Often Eurostat publishes datasets that contain mixed geo codes. The first step is to validate:

reunion_codes <- c("FRA4", "FRA40", "FR94", "FR940", "FRY4", "FRY40")

population %>%
  filter ( geo %in% c(reunion_codes), 
           time %in% c(2008,2012,2016)) %>%
  arrange(geo) %>%
  regions::validate_nuts_regions(nuts_year = 2016)%>%
  knitr::kable()

This dataset clearly breaches the definition of tidy data, but at least we have the data. Eurostat releases the data in the same table with two different coding.

We have a different problem with Guadeloupe: we do not have historical data because of the boundary change.

guadeloupe_codes <- c("FRA1", "FRA10", "FRY1", "FRY10")

population %>%
  filter ( geo %in% c(guadeloupe_codes), 
           time %in% c(2008,2012,2016)) %>%
  arrange(geo) %>%
  regions::validate_nuts_regions(nuts_year = 2016)%>%
  knitr::kable()

And at last:

martinique_codes <- c("FR92", "FR920", "FRA2", "FRA20", "FRY2", "FRY20")

population %>%
  filter ( geo %in% c(martinique_codes), 
           time %in% c(2008,2012,2016)) %>%
  arrange(geo) %>%
  regions::validate_nuts_regions(nuts_year = 2016)%>%
  knitr::kable()

Since I wanted to show the use of NUTS2 data, I'll use the compatible alphanumerical codes from the NUTS2016 typology in this case:

regional_gdp  %>% 
  select ( geo, time, values )  %>%
  rename ( gdp = values )  %>%
  filter ( geo %in% c("FRY1", "FRY2", "FRY4"), 
           time %in% c(2008,2012,2016) ) %>%
  bind_rows (pib %>%
               mutate ( geo = case_when (
                 geo == "Guadeloupe" ~ 'FRY1', 
                 geo == "Martinique" ~ 'FRY2',
                 TRUE ~ "FRY4"
               )) ) %>%
  left_join ( 
    population %>%
      select ( all_of(c("geo", "time", "values"))) %>%
      filter ( geo %in% c(guadeloupe_codes, 
                          reunion_codes, 
                          martinique_codes), 
               time %in% c(2008,2012,2016)) %>%
      arrange(geo) %>%
      regions::validate_nuts_regions(nuts_year = 2016) %>%
      filter ( valid_2016 ) %>%
      select ( all_of(c("geo", "time", "values"))) %>%
      dplyr::rename( population = values ), 
    by = c("geo", "time")
    ) %>%
  arrange ( time, geo ) %>%
  mutate ( gdp_capita = gdp*1000000/population)

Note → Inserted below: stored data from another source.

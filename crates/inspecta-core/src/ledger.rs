//! # Movement Ledger
//!
//! Append-only list of movements for one cash session.
//!
//! ```text
//!   MovementInput ──► prepare() ──► Movement (id, created_at, created_by)
//!                      │
//!                      ├── session not Active?   → SessionClosed
//!                      ├── amount == 0 / sign?   → ValidationError
//!                      └── concept empty?        → ValidationError
//! ```
//!
//! The durable store lives in `inspecta-db`; this type is the in-memory view
//! it is loaded into for aggregation. Order is insertion order.

use chrono::{DateTime, Utc};
use serde::{Deserialize, Serialize};
use ts_rs::TS;
use uuid::Uuid;

use crate::error::{CoreError, CoreResult};
use crate::money::Money;
use crate::payment::PaymentMethod;
use crate::types::{CashSession, Movement, MovementInput, MovementKind, SessionStatus};
use crate::validation::{validate_concept, validate_movement_amount};

/// Inflow/outflow totals for one payment method.
#[derive(Debug, Clone, PartialEq, Eq, Serialize, Deserialize, TS)]
#[ts(export)]
pub struct MethodTotal {
    pub method: PaymentMethod,
    pub inflows: Money,
    pub outflows: Money,
    /// inflows − |outflows|
    pub net: Money,
    pub count: i64,
}

/// Totals for one movement kind.
#[derive(Debug, Clone, PartialEq, Eq, Serialize, Deserialize, TS)]
#[ts(export)]
pub struct KindTotal {
    pub kind: MovementKind,
    /// Signed sum of the movements of this kind.
    pub total: Money,
    pub count: i64,
}

/// Movements of one session, in insertion order.
#[derive(Debug, Clone, Default)]
pub struct MovementLedger {
    session_id: String,
    entries: Vec<Movement>,
}

impl MovementLedger {
    pub fn new(session_id: impl Into<String>) -> Self {
        Self {
            session_id: session_id.into(),
            entries: Vec::new(),
        }
    }

    /// Wraps movements loaded from storage. Entries belonging to another
    /// session are dropped.
    pub fn from_entries(session_id: impl Into<String>, mut entries: Vec<Movement>) -> Self {
        let session_id = session_id.into();
        entries.retain(|m| m.session_id == session_id);
        Self {
            session_id,
            entries,
        }
    }

    pub fn session_id(&self) -> &str {
        &self.session_id
    }

    /// Validates `input` against `session` and builds the movement to store.
    ///
    /// Pure: nothing is appended. The db layer persists the returned value.
    pub fn prepare(
        session: &CashSession,
        input: MovementInput,
        created_by: &str,
        now: DateTime<Utc>,
    ) -> CoreResult<Movement> {
        if session.status != SessionStatus::Active {
            return Err(CoreError::SessionClosed {
                session_id: session.id.clone(),
            });
        }

        validate_movement_amount(input.kind, input.amount)?;
        validate_concept(&input.concept)?;

        Ok(Movement {
            id: Uuid::new_v4().to_string(),
            session_id: session.id.clone(),
            kind: input.kind,
            amount: input.amount,
            payment_method: input.payment_method,
            concept: input.concept.trim().to_string(),
            vehicle_ref: input
                .vehicle_ref
                .map(|v| v.trim().to_string())
                .filter(|v| !v.is_empty()),
            created_at: now,
            created_by: created_by.to_string(),
        })
    }

    /// Prepares and appends in one step.
    pub fn append(
        &mut self,
        session: &CashSession,
        input: MovementInput,
        created_by: &str,
        now: DateTime<Utc>,
    ) -> CoreResult<&Movement> {
        if session.id != self.session_id {
            return Err(CoreError::SessionNotFound(session.id.clone()));
        }
        let movement = Self::prepare(session, input, created_by, now)?;
        self.entries.push(movement);
        Ok(&self.entries[self.entries.len() - 1])
    }

    /// All movements, insertion order.
    pub fn list(&self) -> &[Movement] {
        &self.entries
    }

    pub fn len(&self) -> usize {
        self.entries.len()
    }

    pub fn is_empty(&self) -> bool {
        self.entries.is_empty()
    }

    /// Per-method totals, one entry per method that has movements, in
    /// [`PaymentMethod::ALL`] order.
    pub fn totals_by_method(&self) -> Vec<MethodTotal> {
        PaymentMethod::ALL
            .into_iter()
            .filter_map(|method| {
                let rows: Vec<&Movement> = self
                    .entries
                    .iter()
                    .filter(|m| m.payment_method == method)
                    .collect();
                if rows.is_empty() {
                    return None;
                }
                let inflows: Money = rows.iter().filter(|m| m.is_inflow()).map(|m| m.amount).sum();
                let outflows: Money = rows.iter().filter(|m| m.is_outflow()).map(|m| m.amount).sum();
                Some(MethodTotal {
                    method,
                    inflows,
                    outflows,
                    net: inflows + outflows,
                    count: rows.len() as i64,
                })
            })
            .collect()
    }

    /// Per-kind signed totals, one entry per kind that has movements.
    pub fn totals_by_kind(&self) -> Vec<KindTotal> {
        MovementKind::ALL
            .into_iter()
            .filter_map(|kind| {
                let (total, count) = self
                    .entries
                    .iter()
                    .filter(|m| m.kind == kind)
                    .fold((Money::zero(), 0i64), |(sum, n), m| (sum + m.amount, n + 1));
                (count > 0).then_some(KindTotal { kind, total, count })
            })
            .collect()
    }
}

#[cfg(test)]
mod tests {
    use super::*;
    use crate::types::Shift;

    fn active_session() -> CashSession {
        CashSession::open("op-1", Money::from_units(50_000), Shift::Morning, Utc::now()).unwrap()
    }

    fn input(kind: MovementKind, amount: i64, method: PaymentMethod) -> MovementInput {
        MovementInput::new(kind, Money::from_units(amount), method, "concepto")
    }

    #[test]
    fn test_append_keeps_insertion_order() {
        let session = active_session();
        let mut ledger = MovementLedger::new(session.id.clone());
        let now = Utc::now();

        ledger
            .append(&session, input(MovementKind::VehicleCharge, 85_000, PaymentMethod::Cash), "op-1", now)
            .unwrap();
        ledger
            .append(&session, input(MovementKind::ManualExpense, -20_000, PaymentMethod::Cash), "op-1", now)
            .unwrap();
        ledger
            .append(&session, input(MovementKind::SoatSaleCommission, 12_000, PaymentMethod::DebitCard), "op-1", now)
            .unwrap();

        let kinds: Vec<_> = ledger.list().iter().map(|m| m.kind).collect();
        assert_eq!(
            kinds,
            vec![
                MovementKind::VehicleCharge,
                MovementKind::ManualExpense,
                MovementKind::SoatSaleCommission
            ]
        );
        // re-reading is safe and identical
        assert_eq!(ledger.list(), ledger.list());
    }

    #[test]
    fn test_prepare_rejects_closed_session() {
        let mut session = active_session();
        session.status = SessionStatus::Closed;
        let err = MovementLedger::prepare(
            &session,
            input(MovementKind::VehicleCharge, 85_000, PaymentMethod::Cash),
            "op-1",
            Utc::now(),
        )
        .unwrap_err();
        assert!(matches!(err, CoreError::SessionClosed { .. }));
    }

    #[test]
    fn test_prepare_rejects_bad_input() {
        let session = active_session();
        let zero = MovementLedger::prepare(
            &session,
            input(MovementKind::Adjustment, 0, PaymentMethod::Cash),
            "op-1",
            Utc::now(),
        );
        assert!(matches!(zero, Err(CoreError::Validation(_))));

        let blank = MovementLedger::prepare(
            &session,
            MovementInput::new(MovementKind::VehicleCharge, Money::from_units(1), PaymentMethod::Cash, "  "),
            "op-1",
            Utc::now(),
        );
        assert!(matches!(blank, Err(CoreError::Validation(_))));
    }

    #[test]
    fn test_totals_by_method_and_kind() {
        let session = active_session();
        let mut ledger = MovementLedger::new(session.id.clone());
        let now = Utc::now();
        for (kind, amount, method) in [
            (MovementKind::VehicleCharge, 85_000, PaymentMethod::Cash),
            (MovementKind::VehicleCharge, 85_000, PaymentMethod::CreditCard),
            (MovementKind::Refund, -10_000, PaymentMethod::Cash),
            (MovementKind::SoatSaleCommission, 15_000, PaymentMethod::Cash),
        ] {
            ledger.append(&session, input(kind, amount, method), "op-1", now).unwrap();
        }

        let by_method = ledger.totals_by_method();
        assert_eq!(by_method.len(), 2);
        assert_eq!(by_method[0].method, PaymentMethod::Cash);
        assert_eq!(by_method[0].inflows, Money::from_units(100_000));
        assert_eq!(by_method[0].outflows, Money::from_units(-10_000));
        assert_eq!(by_method[0].net, Money::from_units(90_000));
        assert_eq!(by_method[0].count, 3);
        assert_eq!(by_method[1].method, PaymentMethod::CreditCard);

        let by_kind = ledger.totals_by_kind();
        assert_eq!(by_kind.len(), 3);
        assert_eq!(by_kind[0].kind, MovementKind::VehicleCharge);
        assert_eq!(by_kind[0].total, Money::from_units(170_000));
        assert_eq!(by_kind[0].count, 2);
    }

    #[test]
    fn test_from_entries_filters_foreign_session() {
        let session = active_session();
        let mut other = MovementLedger::new("other");
        let mut other_session = active_session();
        other_session.id = "other".to_string();
        other
            .append(&other_session, input(MovementKind::VehicleCharge, 1_000, PaymentMethod::Cash), "op-1", Utc::now())
            .unwrap();

        let ledger = MovementLedger::from_entries(session.id.clone(), other.list().to_vec());
        assert!(ledger.is_empty());
    }
}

Sadly, Guadeloupe is missing from all Eurostat population datasets, including demo_r_pjanaggr3 - which is a NUTS3 dataset in name only, it contains NUTS1, NUTS2 and NUTS3 data and, and from demo_r_pjangroup, too, which is in name a NUTS2 dataset, but it contains NUTS1 and NUTS2 data.

Next Steps

The regions package in its current, fledling 0.1.0 version currently helps

Validation of a dataset, to highlight observation you need to work with;
Recoding and Relaelling across typologies, for example, to make old, NUTS2010 data from 2011 compatible with data published in 2020;
And some basic imputations for missing data, because the imputation algorithms designed for individual are almost never suitable for territorially aggregated data.